#### About this task
Copy, from the material below, each line that contains the word "return".

#### Data under study
//! Typed configuration surface: the `QueryDescriptor`/`CacheSpec`/
//! `InvalidationRuleSpec` shapes loaded from YAML, validated at load time
//! into the types the core actually consumes (no reflective coercion at
//! call time).

use std::time::Duration;

use serde::Deserialize;

use crate::error::{CoreError, Result};
use crate::invalidation::InvalidationRule;

fn default_true() -> bool {
    true
}

/// The as-authored invalidation rule shape. `patterns` may reference
/// `{placeholder}`s rendered against event data at fire time.
#[derive(Debug, Clone, Deserialize)]
#[serde(rename_all = "camelCase")]
pub struct InvalidationRuleSpec {
    pub event_type: String,
    pub patterns: Vec<String>,
    #[serde(default)]
    pub condition: Option<String>,
    #[serde(default = "default_true")]
    pub r#async: bool,
    #[serde(default)]
    pub delay_seconds: Option<u64>,
}

impl InvalidationRuleSpec {
    pub fn into_rule(self) -> Result<InvalidationRule> {
        InvalidationRule::new(
            self.event_type,
            self.patterns,
            self.condition,
            self.r#async,
            self.delay_seconds.map(Duration::from_secs),
        )
    }
}

/// Cache configuration for one query, as authored in YAML.
#[derive(Debug, Clone, Deserialize, Default)]
#[serde(rename_all = "camelCase")]
pub struct CacheSpec {
    #[serde(default)]
    pub enabled: bool,
    #[serde(default)]
    pub cache_name: Option<String>,
    #[serde(default)]
    pub ttl_seconds: Option<u64>,
    #[serde(default)]
    pub key_pattern_template: Option<String>,
    /// Simple-form invalidation: each entry is sugar for a synthesized rule
    /// whose only pattern is `key_pattern_template` with a trailing `*`.
    #[serde(default)]
    pub invalidate_on: Vec<String>,
    #[serde(default)]
    pub invalidation_rules: Vec<InvalidationRuleSpec>,
}

impl CacheSpec {
    fn validate(&self) -> Result<()> {
        if self.enabled && self.cache_name.as_deref().unwrap_or("").is_empty() {
            return Err(CoreError::BadRequest(
                "cache.cacheName is required when cache.enabled is true".to_string(),
            ));
        }
        Ok(())
    }

    /// Both `invalidate_on` and `invalidation_rules` are registered as
    /// independent rules; an event type listed in both produces duplicate
    /// (harmless, idempotent) invalidation work rather than being merged.
    pub fn derived_rules(&self) -> Result<Vec<InvalidationRule>> {
        let mut rules = Vec::new();

        for event_type in &self.invalidate_on {
            let pattern = match &self.key_pattern_template {
                Some(template) => format!("{}*", strip_trailing_wildcard(template)),
                None => format!("{}*", self.cache_name.clone().unwrap_or_default()),
            };
            rules.push(InvalidationRule::new(
                event_type.clone(),
                vec![pattern],
                None,
                true,
                None,
            )?);
        }

        for spec in self.invalidation_rules.clone() {
            rules.push(spec.into_rule()?);
        }

        Ok(rules)
    }
}

fn strip_trailing_wildcard(template: &str) -> &str {
    template.strip_suffix('*').unwrap_or(template)
}

/// A query the executor can run: SQL text, its positional parameters, and
/// the cache behavior layered on top of it.
#[derive(Debug, Clone, Deserialize)]
#[serde(rename_all = "camelCase")]
pub struct QueryDescriptor {
    pub name: String,
    pub database_name: String,
    pub sql_text: String,
    #[serde(default)]
    pub parameter_names: Vec<String>,
    #[serde(default)]
    pub cache: CacheSpec,
}

impl QueryDescriptor {
    /// Validates `cache.enabled`, `cache.cacheName` (required when
    /// enabled), `cache.ttlSeconds >= 0` (trivially true for `u64`, kept as
    /// an explicit check site for forward compatibility), and
    /// pattern non-emptiness on every invalidation rule.
    pub fn validate(&self) -> Result<()> {
        if self.name.trim().is_empty() {
            return Err(CoreError::BadRequest("query name must not be empty".to_string()));
        }
        self.cache.validate()?;
        self.cache.derived_rules().map(|_| ())
    }
}

/// The top-level YAML document shape: a list of query descriptors.
#[derive(Debug, Clone, Deserialize)]
pub struct RawConfigDocument {
    #[serde(default)]
    pub queries: Vec<QueryDescriptor>,
}

/// Parses and validates every query descriptor in a YAML document.
pub fn load_queries(yaml: &str) -> Result<Vec<QueryDescriptor>> {
    let doc: RawConfigDocument = serde_yaml::from_str(yaml)?;
    for query in &doc.queries {
        query.validate()?;
    }
    Ok(doc.queries)
}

#### Exercise result
            return Err(CoreError::BadRequest(
            return Err(CoreError::BadRequest("query name must not be empty".to_string()));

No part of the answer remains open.